In the Agribusiness segment, investments were mainly allocated in the construction of the new refinery in Porto Franco plant in State of Maranhão.

In the Tourism segment, investments were mainly allocated to the construction of the first premium hotel in Brazil, oriented to the Vacation Ownership segment, which was inaugurated in December 2011; in addition to investments in property maintenance and new attractions at the park.

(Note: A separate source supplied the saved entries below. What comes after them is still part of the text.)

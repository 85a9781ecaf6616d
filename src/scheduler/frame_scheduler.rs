use std::time::Duration;

use indexmap::IndexMap;

use crate::core::ChartId;

use super::CancellationToken;

#[derive(Debug, Clone, Copy, PartialEq, Eq, Hash, PartialOrd, Ord)]
pub struct TaskId(u64);

impl TaskId {
    #[must_use]
    pub const fn raw(self) -> u64 {
        self.0
    }
}

#[derive(Debug, Clone, Copy, PartialEq, Eq)]
enum Trigger {
    NextFrame,
    At(Duration),
}

#[derive(Debug)]
struct ScheduledTask<T> {
    owner: Option<ChartId>,
    token: CancellationToken,
    trigger: Trigger,
    payload: T,
}

/// A continuation whose trigger fired, handed back to the caller to run.
#[derive(Debug)]
pub struct DueTask<T> {
    pub id: TaskId,
    pub owner: Option<ChartId>,
    pub token: CancellationToken,
    pub payload: T,
}

/// Frame-paced cooperative scheduler.
///
/// Two kinds of continuations are queued: frame callbacks, released together
/// at the next paint opportunity, and timers, released once their deadline
/// has passed. Paint opportunities are spaced by at least `frame_interval`.
/// Every continuation records its owning chart so teardown can cancel them in
/// bulk.
#[derive(Debug)]
pub struct FrameScheduler<T> {
    tasks: IndexMap<TaskId, ScheduledTask<T>>,
    next_id: u64,
    frame_interval: Duration,
    last_frame_at: Option<Duration>,
    frames_run: u64,
}

impl<T> FrameScheduler<T> {
    #[must_use]
    pub fn new(frame_interval: Duration) -> Self {
        Self {
            tasks: IndexMap::new(),
            next_id: 1,
            frame_interval,
            last_frame_at: None,
            frames_run: 0,
        }
    }

    #[must_use]
    pub fn frame_interval(&self) -> Duration {
        self.frame_interval
    }

    #[must_use]
    pub fn frames_run(&self) -> u64 {
        self.frames_run
    }

    pub fn request_frame(
        &mut self,
        owner: Option<ChartId>,
        token: CancellationToken,
        payload: T,
    ) -> TaskId {
        self.push(owner, token, Trigger::NextFrame, payload)
    }

    pub fn set_timer(
        &mut self,
        owner: Option<ChartId>,
        token: CancellationToken,
        due_at: Duration,
        payload: T,
    ) -> TaskId {
        self.push(owner, token, Trigger::At(due_at), payload)
    }

    /// Removes one pending continuation. Returns `true` when it was pending.
    pub fn cancel(&mut self, id: TaskId) -> bool {
        self.tasks.shift_remove(&id).is_some()
    }

    #[must_use]
    pub fn is_pending(&self, id: TaskId) -> bool {
        self.tasks.contains_key(&id)
    }

    #[must_use]
    pub fn pending_for(&self, owner: ChartId) -> usize {
        self.tasks
            .values()
            .filter(|task| task.owner == Some(owner))
            .count()
    }

    #[must_use]
    pub fn pending_len(&self) -> usize {
        self.tasks.len()
    }

    #[must_use]
    pub fn has_frame_work(&self) -> bool {
        self.tasks
            .values()
            .any(|task| task.trigger == Trigger::NextFrame)
    }

    /// Whether a paint opportunity is available at `now` and work awaits it.
    #[must_use]
    pub fn frame_due(&self, now: Duration) -> bool {
        if !self.has_frame_work() {
            return false;
        }
        match self.last_frame_at {
            Some(last) => now >= last.saturating_add(self.frame_interval),
            None => true,
        }
    }

    /// Earliest instant at which a timer or frame becomes runnable.
    #[must_use]
    pub fn next_deadline(&self) -> Option<Duration> {
        let next_timer = self
            .tasks
            .values()
            .filter_map(|task| match task.trigger {
                Trigger::At(due) => Some(due),
                Trigger::NextFrame => None,
            })
            .min();
        let next_frame = self.has_frame_work().then(|| {
            self.last_frame_at
                .map_or(Duration::ZERO, |last| last.saturating_add(self.frame_interval))
        });
        match (next_timer, next_frame) {
            (Some(a), Some(b)) => Some(a.min(b)),
            (a, b) => a.or(b),
        }
    }

    /// Releases timers whose deadline is `<= now`, earliest first.
    pub fn take_due_timers(&mut self, now: Duration) -> Vec<DueTask<T>> {
        let mut due_ids: Vec<(Duration, TaskId)> = self
            .tasks
            .iter()
            .filter_map(|(id, task)| match task.trigger {
                Trigger::At(due) if due <= now => Some((due, *id)),
                _ => None,
            })
            .collect();
        due_ids.sort();
        due_ids
            .into_iter()
            .filter_map(|(_, id)| self.take(id))
            .collect()
    }

    /// Opens a paint opportunity at `now` and releases every frame callback
    /// queued before it, in request order. Callbacks requested while the
    /// returned batch runs wait for the next opportunity.
    pub fn take_frame(&mut self, now: Duration) -> Vec<DueTask<T>> {
        self.last_frame_at = Some(now);
        self.frames_run = self.frames_run.saturating_add(1);
        let frame_ids: Vec<TaskId> = self
            .tasks
            .iter()
            .filter(|(_, task)| task.trigger == Trigger::NextFrame)
            .map(|(id, _)| *id)
            .collect();
        frame_ids
            .into_iter()
            .filter_map(|id| self.take(id))
            .collect()
    }

    fn take(&mut self, id: TaskId) -> Option<DueTask<T>> {
        let task = self.tasks.shift_remove(&id)?;
        Some(DueTask {
            id,
            owner: task.owner,
            token: task.token,
            payload: task.payload,
        })
    }

    fn push(
        &mut self,
        owner: Option<ChartId>,
        token: CancellationToken,
        trigger: Trigger,
        payload: T,
    ) -> TaskId {
        let id = TaskId(self.next_id);
        self.next_id = self.next_id.saturating_add(1);
        self.tasks.insert(
            id,
            ScheduledTask {
                owner,
                token,
                trigger,
                payload,
            },
        );
        id
    }
}

#[cfg(test)]
mod tests {
    use std::time::Duration;

    use super::FrameScheduler;
    use crate::scheduler::CancellationToken;

    #[test]
    fn frames_are_paced_by_interval() {
        let mut scheduler = FrameScheduler::new(Duration::from_millis(16));
        let token = CancellationToken::new();
        scheduler.request_frame(None, token.clone(), "a");
        assert!(scheduler.frame_due(Duration::ZERO));
        assert_eq!(scheduler.take_frame(Duration::ZERO).len(), 1);

        scheduler.request_frame(None, token, "b");
        assert!(!scheduler.frame_due(Duration::from_millis(10)));
        assert!(scheduler.frame_due(Duration::from_millis(16)));
    }

    #[test]
    fn timers_release_in_deadline_order() {
        let mut scheduler = FrameScheduler::new(Duration::from_millis(16));
        let token = CancellationToken::new();
        scheduler.set_timer(None, token.clone(), Duration::from_millis(30), 3);
        scheduler.set_timer(None, token.clone(), Duration::from_millis(10), 1);
        scheduler.set_timer(None, token, Duration::from_millis(50), 5);
        let due: Vec<i32> = scheduler
            .take_due_timers(Duration::from_millis(40))
            .into_iter()
            .map(|task| task.payload)
            .collect();
        assert_eq!(due, vec![1, 3]);
        assert_eq!(scheduler.pending_len(), 1);
    }
}
use std::cell::Cell;
use std::rc::Rc;
use std::time::{Duration, Instant};

/// Monotonic time source driving timers, frame pacing and cache expiry.
pub trait Clock {
    fn now(&self) -> Duration;
}

/// Wall clock measured from construction.
#[derive(Debug, Clone, Copy)]
pub struct SystemClock {
    origin: Instant,
}

impl Default for SystemClock {
    fn default() -> Self {
        Self {
            origin: Instant::now(),
        }
    }
}

impl Clock for SystemClock {
    fn now(&self) -> Duration {
        self.origin.elapsed()
    }
}

/// Manually advanced clock; clones share the same time.
#[derive(Debug, Clone, Default)]
pub struct ManualClock {
    now: Rc<Cell<Duration>>,
}

impl ManualClock {
    pub fn advance(&self, delta: Duration) {
        self.now.set(self.now.get().saturating_add(delta));
    }

    pub fn advance_ms(&self, millis: u64) {
        self.advance(Duration::from_millis(millis));
    }

    pub fn set(&self, now: Duration) {
        self.now.set(now);
    }
}

impl Clock for ManualClock {
    fn now(&self) -> Duration {
        self.now.get()
    }
}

CAPEX Breakdown (R$ million)




Value Added

In 2011, the Algar Group generated a net value added of R$2.0 billion, versus R$1.7 billion in 2010, representing 56% of gross revenues, and showed the following breakdown among the various stakeholders:




Significant Financial Assistance Received from the Government

The Algar Group uses fiscal incentives from the three spheres of public administration: municipal (ISS and IPTU – Culture Incentive Law of Uberlândia), state (State Law of Incentive to Culture) and federal (Fund for Children and Adolescents (FIA), Rouanet Law – Culture Incentive Law).

Amounts in R$   
Fiscal Incentive   2011 2010 2009
 Municipal Law of Incentive to Culture (ISS/IPTU) – Uberlândia 70,000 151,000 215,000
 State of Minas Gerais Law of Incentive to Culture (ICMS-MG)   2,417,574  2,219,542  1,076,300
 Federal Law of Incentive to Culture (Rouanet Law)  801,270 804,330 392,620
 Federal Law of Incentive to Sports (Sports Law) 207,848 201,167 128,080
 Fund for Children and Teenagers  207,732 202,834 49,423

In 2011, fiscal incentives used amounted to R$3,704,424.00, which was allocated to the following projects/institutions:

1. Municipal Law of Incentive to Culture – Uberlândia               
- Aladim e a Lâmpada Maravilhosa: R$40,000.00
- Mostra de Teatro Infantojuvenil de Uberlândia: R$30,000.00

2. State of Minas Gerais Law of Incentive to Culture (ICMS-MG)
7th Festival de Cordas Nathan Schwartzman: R$137,500.00
Concurso de Bandas Triângulo Music: R$443,750.00
Do Fio ao Sem Fio: R$359,712.00
Expedição Rio Uberabinha: R$151,862.15
Olho Portátil: R$324,546.25
Orquestra Jovem de Uberlândia: R$135,000.00
Parangolé com Crianças: R$140,453.75
Rasgacêro e os Artêros Geraes: R$108,750.00                  
Triângulo das Geraes: R$291,000.00
Uberlândia de Ontem e Sempre: R$250,000.00
Se Tocar eu Danço: R$75,000.00

3. Federal Law of Incentive to Culture (Rouanet Law)
Parangolé com CriançasAno II: R$245,752.80
Ideias Incontidas – Ano II: R$254,247.20
Construção do Teatro Municipal de Uberlândia: R$100,000.00
Um Violino Com Amor: R$33,850.00
Circulação Nicolau: R$93,550.00
Rondon Pacheco: R$63,870.00
Natal no Campus 2011: R$10,000.00

4. Federal Law of Incentive to Sports (Sports Law)
Piloto do Futuro: R$207,848.00

5. Fund for Children and Teenagers
Fundação Benjamin Guimarães – Hospital da Baleia: R$5,050.00
Hospital GRAAC: R$ 7,265.00
Hospital Pequeno Príncipe – CEDCA: R$7,610.00
Conselho Municipal do Direito da Criança e do Adolescente: R$12,200.00
Conselho Tutelar de Araxá: R$16,370.00
Prefeitura de Uberaba: R$15,600.00
Lar de Amparo Menor Viva a Vida: R$40,000.00
Conselho Municipal do Direito da Criança e do Adolescente: R$4,000.00
ONG Missão Criança: R$15,600.00
AACD: R$10,000.00
Conselho Municipal dos Direitos da Criança e do Adolescente: R$12,200.00
AACD Porto Alegre: R$15,600.00
Conselho Municipal de Franca: R$12,400.00
Conselho Municipal de Itumbiara: R$7,500.00
Araguari: R$10,088.00
Cláudio: R$4,049.00

Also in 2011, the Algar Group received R$1,064,103.00 from fiscal incentives to technological innovation, directed to R&D projects of Algar Telecom and Algar Tecnologia. In 2010 and 2009, the respective amounts were R$777,408,000 and R$834,340,000.